Indicate, with the number alone, how many lines in the listing below hold the string "renewals".

**RECORDS SUPPLIED:**
____________________
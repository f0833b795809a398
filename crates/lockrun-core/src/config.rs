//! Immutable run configuration shared by every backend.

use std::time::Duration;

use crate::error::{LockError, LockResult};
use crate::identity::Identity;

/// Default interval between lease renewals.
pub const DEFAULT_LEASE_INTERVAL: Duration = Duration::from_secs(15);

/// Default delay between the interrupt signal and the forceful kill.
pub const DEFAULT_GRACE_PERIOD: Duration = Duration::from_secs(5);

/// Lease and shutdown parameters for one run.
///
/// Built once at startup and handed to the locking system and the process
/// supervisor. Nothing mutates it afterwards.
#[derive(Debug, Clone, PartialEq, Eq)]
pub struct LockConfig {
    identity: Identity,
    lease_interval: Duration,
    lease_duration: Option<Duration>,
    grace_period: Duration,
}

impl LockConfig {
    /// Creates a configuration with default timings for `identity`.
    pub fn new(identity: Identity) -> Self {
        Self {
            identity,
            lease_interval: DEFAULT_LEASE_INTERVAL,
            lease_duration: None,
            grace_period: DEFAULT_GRACE_PERIOD,
        }
    }

    /// Sets the interval between lease renewals.
    pub fn lease_interval(mut self, interval: Duration) -> Self {
        self.lease_interval = interval;
        self
    }

    /// Sets the lease duration explicitly.
    ///
    /// `None` restores the default of twice the renewal interval.
    pub fn lease_duration(mut self, duration: Option<Duration>) -> Self {
        self.lease_duration = duration;
        self
    }

    /// Sets the grace period between interrupt and kill.
    pub fn grace_period(mut self, grace_period: Duration) -> Self {
        self.grace_period = grace_period;
        self
    }

    /// Checks that the timings can drive a renewal loop.
    pub fn validate(self) -> LockResult<Self> {
        if self.lease_interval.is_zero() {
            return Err(LockError::InvalidConfig(
                "lease interval must be greater than zero".to_string(),
            ));
        }
        if self.effective_lease_duration() <= self.lease_interval {
            return Err(LockError::InvalidConfig(format!(
                "lease duration ({:?}) must be longer than the lease interval ({:?})",
                self.effective_lease_duration(),
                self.lease_interval
            )));
        }
        Ok(self)
    }

    pub fn identity(&self) -> &Identity {
        &self.identity
    }

    pub fn interval(&self) -> Duration {
        self.lease_interval
    }

    /// Returns the lease duration, defaulting to twice the interval.
    pub fn effective_lease_duration(&self) -> Duration {
        self.lease_duration.unwrap_or(self.lease_interval * 2)
    }

    pub fn grace(&self) -> Duration {
        self.grace_period
    }

    /// How long a holder may go without a successful renewal before it
    /// must consider the lock lost.
    ///
    /// Midway between the first missed renewal tick and the backend-side
    /// expiry, so the loss is reported while the lease is still valid.
    pub fn renew_deadline(&self) -> Duration {
        let lease = self.effective_lease_duration();
        lease - lease.saturating_sub(self.lease_interval) / 2
    }
}

/// Parses a duration such as `300ms`, `15s`, `1m30s`, `1.5s` or `2h`.
///
/// Units are `ns`, `us`, `ms`, `s`, `m` and `h`. Components may be
/// concatenated; a bare `0` is accepted.
pub fn parse_duration(input: &str) -> Result<Duration, String> {
    let s = input.trim();
    if s.is_empty() {
        return Err("empty duration string".to_string());
    }
    if s == "0" {
        return Ok(Duration::ZERO);
    }

    let mut total_nanos = 0f64;
    let mut rest = s;
    while !rest.is_empty() {
        let number_len = rest
            .find(|c: char| !(c.is_ascii_digit() || c == '.'))
            .ok_or_else(|| format!("duration '{input}' is missing a unit"))?;
        if number_len == 0 {
            return Err(format!("invalid duration '{input}'"));
        }
        let (number, tail) = rest.split_at(number_len);
        let value: f64 = number
            .parse()
            .map_err(|_| format!("invalid number '{number}' in duration '{input}'"))?;

        let unit_len = tail
            .find(|c: char| c.is_ascii_digit() || c == '.')
            .unwrap_or(tail.len());
        let (unit, next) = tail.split_at(unit_len);
        let nanos_per_unit = match unit {
            "ns" => 1.0,
            "us" | "µs" => 1e3,
            "ms" => 1e6,
            "s" => 1e9,
            "m" => 60e9,
            "h" => 3600e9,
            _ => {
                return Err(format!(
                    "unknown unit '{unit}' in duration '{input}'; expected ns, us, ms, s, m or h"
                ));
            }
        };
        total_nanos += value * nanos_per_unit;
        rest = next;
    }

    if !total_nanos.is_finite() || total_nanos >= u64::MAX as f64 {
        return Err(format!("duration '{input}' is out of range"));
    }
    Ok(Duration::from_nanos(total_nanos.round() as u64))
}

#[cfg(test)]
mod tests {
    use super::*;

    fn config() -> LockConfig {
        LockConfig::new(Identity::new("test"))
    }

    #[test]
    fn test_lease_duration_defaults_to_twice_interval() {
        let config = config().lease_interval(Duration::from_secs(10));
        assert_eq!(config.effective_lease_duration(), Duration::from_secs(20));
        assert_eq!(config.renew_deadline(), Duration::from_secs(15));
    }

    #[test]
    fn test_renew_deadline_falls_before_expiry() {
        let config = config()
            .lease_interval(Duration::from_secs(10))
            .lease_duration(Some(Duration::from_secs(11)));
        assert!(config.renew_deadline() > config.interval());
        assert!(config.renew_deadline() < config.effective_lease_duration());
    }

    #[test]
    fn test_explicit_lease_duration_wins() {
        let config = config()
            .lease_interval(Duration::from_secs(10))
            .lease_duration(Some(Duration::from_secs(45)));
        assert_eq!(config.effective_lease_duration(), Duration::from_secs(45));
    }

    #[test]
    fn test_defaults() {
        let config = config();
        assert_eq!(config.interval(), Duration::from_secs(15));
        assert_eq!(config.effective_lease_duration(), Duration::from_secs(30));
        assert_eq!(config.grace(), Duration::from_secs(5));
    }

    #[test]
    fn test_validate_rejects_bad_timings() {
        assert!(config().lease_interval(Duration::ZERO).validate().is_err());
        assert!(
            config()
                .lease_interval(Duration::from_secs(10))
                .lease_duration(Some(Duration::from_secs(10)))
                .validate()
                .is_err()
        );
        assert!(config().validate().is_ok());
    }

    #[test]
    fn test_parse_duration() {
        assert_eq!(parse_duration("15s"), Ok(Duration::from_secs(15)));
        assert_eq!(parse_duration("250ms"), Ok(Duration::from_millis(250)));
        assert_eq!(parse_duration("1m30s"), Ok(Duration::from_secs(90)));
        assert_eq!(parse_duration("1.5s"), Ok(Duration::from_millis(1500)));
        assert_eq!(parse_duration("2h"), Ok(Duration::from_secs(7200)));
        assert_eq!(parse_duration("0"), Ok(Duration::ZERO));
    }

    #[test]
    fn test_parse_duration_rejects_garbage() {
        assert!(parse_duration("").is_err());
        assert!(parse_duration("15").is_err());
        assert!(parse_duration("s").is_err());
        assert!(parse_duration("10parsecs").is_err());
        assert!(parse_duration("-5s").is_err());
    }
}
____________________
**WORKED SOLUTION:** 2